The Result: In Ultra Petroleum, a divided panel of the U.S. Court of Appeals for the Fifth Circuit ruled that a make-whole premium should be disallowed as the economic equivalent of unmatured interest, except where the debtor is solvent. In such a case, the solvent-debtor exception'which survived the enactment of the Bankruptcy Code'requires payment of the make-whole premium. The court also held that unimpaired unsecured creditors of a solvent debtor are entitled to receive postpetition interest at the default contract rate, rather than the significantly lower federal judgment rate.

Looking Ahead: The Fifth Circuit has now ruled that a make-whole premium must be disallowed as unmatured interest, except in a solvent-debtor case. Moreover, two federal circuit courts of appeals (the Fifth and Ninth Circuits) have recently ruled that the solvent-debtor exception survived the enactment of the Bankruptcy Code, and potentially requires the payment of postpetition interest to unimpaired unsecured creditors at the contract rate in a solvent-debtor case. Nevertheless, parties on both the creditor and the debtor side should be aware that these issues may be contested in future cases.
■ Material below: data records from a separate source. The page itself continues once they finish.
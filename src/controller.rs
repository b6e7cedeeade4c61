//! UI state and the input-event dispatch table.
//!
//! The controller owns every piece of mutable page state. DOM handlers turn
//! browser events into [`UiEvent`]s, feed them to [`Controller::handle`] and
//! apply the returned [`UiUpdate`]s; nothing here touches the DOM.

use crate::audio::{AudioBackend, ContextState};
use crate::config::{TrackChangePolicy, VizConfig};
use crate::params::{DrawParams, Effect};
use crate::time::format_progress;
use log::{debug, warn};

pub const VOLUME_LABEL: &str = "volumeLabel";
pub const WAVEFORM_LABEL: &str = "waveformLabel";
pub const PROGRESS_LABEL: &str = "progress";

/// Per-frame drawing collaborator.
pub trait Renderer {
    /// Draw one frame. Must not fail for any combination of `params`.
    fn draw(&mut self, params: &DrawParams, waveform_height: f64);
}

/// Playback flag mirrored into the play button's `data-playing` attribute.
#[derive(Debug, Clone, Copy, PartialEq, Eq, Default)]
pub enum PlayState {
    Playing,
    #[default]
    Paused,
}

impl PlayState {
    pub fn as_data_attr(self) -> &'static str {
        match self {
            PlayState::Playing => "yes",
            PlayState::Paused => "no",
        }
    }
}

/// Input from one of the page controls.
#[derive(Debug, Clone, PartialEq)]
pub enum UiEvent {
    Fullscreen,
    PlayToggle,
    VolumeChanged(f64),
    WaveformChanged { value: f64, max: f64 },
    TrackSelected(String),
    EffectToggled(Effect, bool),
}

/// Change the page has to apply after an event.
#[derive(Debug, Clone, PartialEq)]
pub enum UiUpdate {
    Label { id: &'static str, text: String },
    PlayState(PlayState),
    RequestFullscreen,
}

pub struct Controller<A> {
    audio: A,
    params: DrawParams,
    waveform_height: f64,
    play_state: PlayState,
    track_change: TrackChangePolicy,
}

impl<A: AudioBackend> Controller<A> {
    pub fn new(audio: A, config: &VizConfig) -> Self {
        Self {
            audio,
            params: config.draw_params,
            waveform_height: config.waveform_height,
            play_state: PlayState::Paused,
            track_change: config.track_change,
        }
    }

    pub fn params(&self) -> &DrawParams {
        &self.params
    }

    pub fn waveform_height(&self) -> f64 {
        self.waveform_height
    }

    pub fn play_state(&self) -> PlayState {
        self.play_state
    }

    pub fn audio(&self) -> &A {
        &self.audio
    }

    pub fn audio_mut(&mut self) -> &mut A {
        &mut self.audio
    }

    pub fn handle(&mut self, event: UiEvent) -> Vec<UiUpdate> {
        debug!("ui event: {event:?}");
        match event {
            UiEvent::Fullscreen => vec![UiUpdate::RequestFullscreen],
            UiEvent::PlayToggle => vec![self.toggle_playback()],
            UiEvent::VolumeChanged(level) => {
                self.audio.set_volume(level);
                vec![UiUpdate::Label {
                    id: VOLUME_LABEL,
                    text: volume_label(level),
                }]
            }
            UiEvent::WaveformChanged { value, max } => {
                self.waveform_height = value;
                vec![UiUpdate::Label {
                    id: WAVEFORM_LABEL,
                    text: format_number(max - value),
                }]
            }
            UiEvent::TrackSelected(path) => self.select_track(&path),
            UiEvent::EffectToggled(effect, on) => {
                self.params.set(effect, on);
                Vec::new()
            }
        }
    }

    /// Draw one frame and return the progress label text for it.
    pub fn tick<R: Renderer + ?Sized>(&mut self, renderer: &mut R) -> UiUpdate {
        let text = format_progress(self.audio.current_time());
        renderer.draw(&self.params, self.waveform_height);
        UiUpdate::Label { id: PROGRESS_LABEL, text }
    }

    fn toggle_playback(&mut self) -> UiUpdate {
        if self.audio.context_state() == ContextState::Suspended {
            self.audio.resume();
        }
        self.play_state = match self.play_state {
            PlayState::Paused => match self.audio.play() {
                Ok(()) => PlayState::Playing,
                Err(e) => {
                    warn!("play failed: {e}");
                    PlayState::Paused
                }
            },
            PlayState::Playing => {
                self.audio.pause();
                PlayState::Paused
            }
        };
        UiUpdate::PlayState(self.play_state)
    }

    fn select_track(&mut self, path: &str) -> Vec<UiUpdate> {
        if let Err(e) = self.audio.load(path) {
            warn!("could not load {path}: {e}");
        }
        let pause = match self.track_change {
            TrackChangePolicy::PauseIfPlaying => self.play_state == PlayState::Playing,
            TrackChangePolicy::AlwaysPause => {
                self.play_state = PlayState::Playing;
                true
            }
        };
        if pause {
            vec![self.toggle_playback()]
        } else {
            Vec::new()
        }
    }
}

/// Slider range is `0..=2`, shown as a percentage.
pub fn volume_label(level: f64) -> String {
    format!("{}", (level / 2.0 * 100.0).round() as i64)
}

fn format_number(n: f64) -> String {
    if n.fract() == 0.0 {
        format!("{}", n as i64)
    } else {
        format!("{n}")
    }
}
On October 14, 2022, the U.S. Court of Appeals for the Fifth Circuit issued a long-awaited ruling on whether Ultra Petroleum Corp. ("UPC") must pay a $201 million make-whole premium to noteholders under its confirmed chapter 11 plan and whether the noteholders and certain other unsecured creditors are entitled to postpetition interest on their claims pursuant to the "solvent-debtor exception." In affirming the bankruptcy court's 2020 ruling, a divided three-judge panel of the Fifth Circuit held that the Bankruptcy Code disallows the make-whole premium "as the economic equivalent of unmatured interest," but held that "because Congress has not clearly abrogated the solvent-debtor exception," it applied to this case. Given UPC's solvency, the Fifth Circuit majority also ruled that UPC is obligated to pay postpetition interest to its noteholders and certain other unsecured creditors at the agreed-upon contractual default rate to render their claims unimpaired by UPC's plan. See Ultra Petroleum Corp. v. Ad Hoc Comm. of OpCo Unsecured Creditors (In re Ultra Petroleum Corp.), ' F.4th ', 2022 WL 8025329 (5th Cir. Oct. 14, 2022), affirming In re Ultra Petroleum Corp., 624 B.R. 178 (Bankr. S.D. Tex. 2020).

Ultra Petroleum

UPC issued approximately $1.5 billion in unsecured notes from 2008 to 2010. The master note purchase agreement (the "MNPA"), which was governed by New York law, provided that UPC had the right to prepay the notes at 100 percent of the principal plus a make-whole amount. The make-whole amount was calculated by subtracting the accelerated principal from the discounted value of the future principal and interest payments. Events of default under the agreement included a bankruptcy filing by UPC. In that event, failure to pay the outstanding principal, any accrued interest, and the make-whole...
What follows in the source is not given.